Il secondo tempo di Lazio Fiorentina si apre senza cambi e con un’intensità che cresce minuto dopo minuto, trasformando la ripresa in una lunga sequenza di episodi, tensioni e decisioni destinate a far discutere. La Lazio rientra in campo con maggiore convinzione e al 52’ trova il meritato vantaggio: Cataldi controlla, dialoga nello stretto con Vecino e chiude l’azione con un sinistro preciso che batte De Gea, liberando l’Olimpico. Il gol sembra indirizzare la gara, ma la Fiorentina reagisce con personalità e appena quattro minuti più tardi ristabilisce l’equilibrio grazie a un’invenzione di Fagioli, che pesca Gosens sul filo del fuorigioco per l’1-1.

La partita cambia volto, diventa più nervosa e spezzettata, con continui ribaltamenti di fronte e un livello agonistico sempre più alto. La Lazio prova a riprendere il controllo affidandosi alle corsie e alle palle inattive, sfiorando il nuovo vantaggio con Gila e Romagnoli, fermati da un De Gea monumentale. La Fiorentina risponde con Gudmundsson e Kean, dimostrando di aver acquisito fiducia e coraggio. Le ammonizioni si moltiplicano, le proteste aumentano e il match entra in una fase quasi isterica.

L’episodio che sembra decidere la gara arriva nel finale, quando il Var richiama Sozza per un contatto tra Gila e Gudmundsson. Il rigore assegnato alla Viola viene trasformato dall’islandese, che supera Provedel con una conclusione angolata, facendo esplodere la panchina ospite. La Lazio appare colpita, ma non si arrende e negli interminabili minuti di recupero si riversa con forza in area avversaria. La pressione viene premiata da un altro episodio chiave, la trattenuta evidente di Comuzzo su Zaccagni, che porta al secondo penalty di serata.

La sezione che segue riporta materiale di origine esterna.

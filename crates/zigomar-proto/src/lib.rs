pub mod candidates;
pub mod config;
pub mod error;
pub mod icy;
pub mod merge;
pub mod model;
pub mod platform;
pub mod protocol;
pub mod state;
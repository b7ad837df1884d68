mod aggregator;
mod core;
mod hls;
mod http;
mod mpv;
mod playback;
mod proxy;
mod socket;
mod sources;

use std::sync::Arc;
use std::time::Duration;

use tokio::sync::{broadcast, mpsc};
use tracing::{info, warn};
use tracing_subscriber::layer::SubscriberExt;
use tracing_subscriber::util::SubscriberInitExt;
use zigomar_proto::candidates::StreamCandidate;
use zigomar_proto::config::Config;
use zigomar_proto::model::Fallback;
use zigomar_proto::platform;
use zigomar_proto::state::{FavoriteStore, StateManager};

use crate::aggregator::{Aggregator, Poller};
use crate::playback::{AdaptiveStreaming, PlaybackController, PlaybackSettings};
use crate::sources::SourceEndpoints;

#[derive(Debug, Clone)]
pub enum BroadcastMessage {
    StateUpdated,
    Log(String),
    /// A command the daemon could not carry out.
    Error(String),
}

/// A custom tracing layer that forwards log messages to the broadcast channel
struct BroadcastLayer {
    sender: broadcast::Sender<BroadcastMessage>,
}

impl BroadcastLayer {
    fn new(sender: broadcast::Sender<BroadcastMessage>) -> Self {
        Self { sender }
    }
}

impl<S> tracing_subscriber::Layer<S> for BroadcastLayer
where
    S: tracing::Subscriber,
{
    fn on_event(&self, event: &tracing::Event<'_>, _ctx: tracing_subscriber::layer::Context<'_, S>) {
        // Only WARN and ERROR reach socket clients
        let level = event.metadata().level();
        if !matches!(*level, tracing::Level::WARN | tracing::Level::ERROR) {
            return;
        }

        let mut message = format!("{} [{}] ", chrono::Local::now().format("%H:%M:%S"), level);
        let mut visitor = MessageVisitor(&mut message);
        event.record(&mut visitor);

        let _ = self.sender.send(BroadcastMessage::Log(message));
    }
}

struct MessageVisitor<'a>(&'a mut String);

impl<'a> tracing::field::Visit for MessageVisitor<'a> {
    fn record_debug(&mut self, field: &tracing::field::Field, value: &dyn std::fmt::Debug) {
        if field.name() == "message" {
            self.0.push_str(&format!("{:?}", value));
        } else {
            self.0.push_str(&format!(" {}={:?}", field.name(), value));
        }
    }
}

#[tokio::main]
async fn main() -> anyhow::Result<()> {
    // Broadcast channel first so logging can feed it
    let (broadcast_tx, _) = broadcast::channel::<BroadcastMessage>(100);

    let data_dir = platform::data_dir();
    std::fs::create_dir_all(&data_dir)?;
    let log_path = data_dir.join("zigomar.log");
    let log_file = std::fs::OpenOptions::new()
        .create(true)
        .append(true)
        .open(&log_path)?;

    let fmt_layer = tracing_subscriber::fmt::layer()
        .with_writer(log_file)
        .with_ansi(false);

    tracing_subscriber::registry()
        .with(fmt_layer)
        .with(BroadcastLayer::new(broadcast_tx.clone()))
        .with(
            tracing_subscriber::EnvFilter::try_from_default_env().unwrap_or_else(|_| {
                tracing_subscriber::EnvFilter::new("info,zigomar=debug,hyper_util=warn,reqwest=warn")
            }),
        )
        .init();

    info!("Log file: {:?}", log_path);

    let config = Config::load()?;
    info!("Config loaded from: {:?}", Config::config_path());

    let http_client = sources::build_client()?;
    let fallback = Fallback::from_station(&config.station);

    // Relative endpoints point at the proxy, so it is listening before the
    // first poll
    if config.proxy.enabled {
        let proxy_state = proxy::ProxyState::new(http_client.clone(), &config.proxy)?;
        match proxy::bind(&config.http.bind_address, config.proxy.port).await {
            Ok(listener) => {
                let _proxy_handle = proxy::start_server(listener, proxy_state);
            }
            Err(e) => warn!("{}", e),
        }
    }

    // ── playback ──────────────────────────────────────────────────────────────
    let (element_tx, element_rx) = mpsc::channel(256);
    let element = Arc::new(mpv::MpvElement::new(element_tx.clone()));
    let adaptive: Option<Arc<dyn AdaptiveStreaming>> = if config.playback.adaptive_enabled {
        Some(Arc::new(hls::HlsClient::new(http_client.clone(), element_tx.clone())))
    } else {
        None
    };
    let candidates: Vec<StreamCandidate> = config
        .playback
        .stream_urls
        .iter()
        .map(|u| StreamCandidate::from_url(config.resolve_url(u)))
        .collect();
    if candidates.is_empty() {
        warn!("No stream URLs configured; playback will always fail");
    }
    let controller = PlaybackController::new(
        element,
        adaptive,
        candidates,
        PlaybackSettings {
            volume: config.playback.default_volume,
            attempt_timeout: Duration::from_secs(config.playback.attempt_timeout_secs),
        },
        element_tx,
    )
    .await;

    // ── shared state + metadata ───────────────────────────────────────────────
    let favorites = FavoriteStore::new(
        config.daemon.storage_file.clone(),
        config.daemon.favorite_key.clone(),
    );
    let state_manager = Arc::new(StateManager::new(&fallback, controller.view(), favorites).await);

    let aggregator = Arc::new(Aggregator::new(
        http_client,
        SourceEndpoints::from_config(&config),
        config.station.mount_id.clone(),
        fallback.clone(),
        state_manager.clone(),
        broadcast_tx.clone(),
    ));
    let poller = Poller::start(
        aggregator,
        Duration::from_secs(config.sources.poll_interval_secs.max(1)),
    );

    // All external inputs funnel into DaemonCore
    let (event_tx, event_rx) = mpsc::channel::<core::DaemonEvent>(256);
    let daemon_core = core::DaemonCore::new(
        state_manager.clone(),
        controller,
        poller,
        element_rx,
        broadcast_tx.clone(),
    );

    let _socket_handle = socket::start_server(
        config.http.bind_address.clone(),
        platform::DAEMON_TCP_PORT,
        state_manager.clone(),
        event_tx.clone(),
        broadcast_tx.clone(),
    );

    if config.http.enabled {
        let _http_handle = http::start_server(
            config.http.bind_address.clone(),
            config.http.port,
            http::HttpState::new(state_manager.clone(), event_tx.clone(), fallback),
        );
    }

    let shutdown_tx = event_tx.clone();
    tokio::spawn(async move {
        if tokio::signal::ctrl_c().await.is_ok() {
            info!("ctrl-c received");
            let _ = shutdown_tx.send(core::DaemonEvent::Shutdown).await;
        }
    });

    info!("Daemon initialised, running event loop");
    daemon_core.run(event_rx).await?;

    Ok(())
}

Dal dischetto Pedro si presenta con freddezza assoluta, spiazzando De Gea e fissando il 2-2 definitivo al 95’. Il triplice fischio arriva dopo ulteriori tensioni e cartellini, chiudendo una ripresa carica di emozioni e polemiche. La Lazio muove la classifica senza avvicinarsi all’Europa, la Fiorentina raccoglie un punto pesante che vale il secondo risultato utile consecutivo e l’uscita dall’ultimo posto, al termine di quarantacinque minuti che hanno condensato tutto il lato più estremo del calcio.

A fine partita Matteo Guendouzi saluta la curva ed il calcio italiano. Per lui, la prossima tappa si chiama Fenerbahce.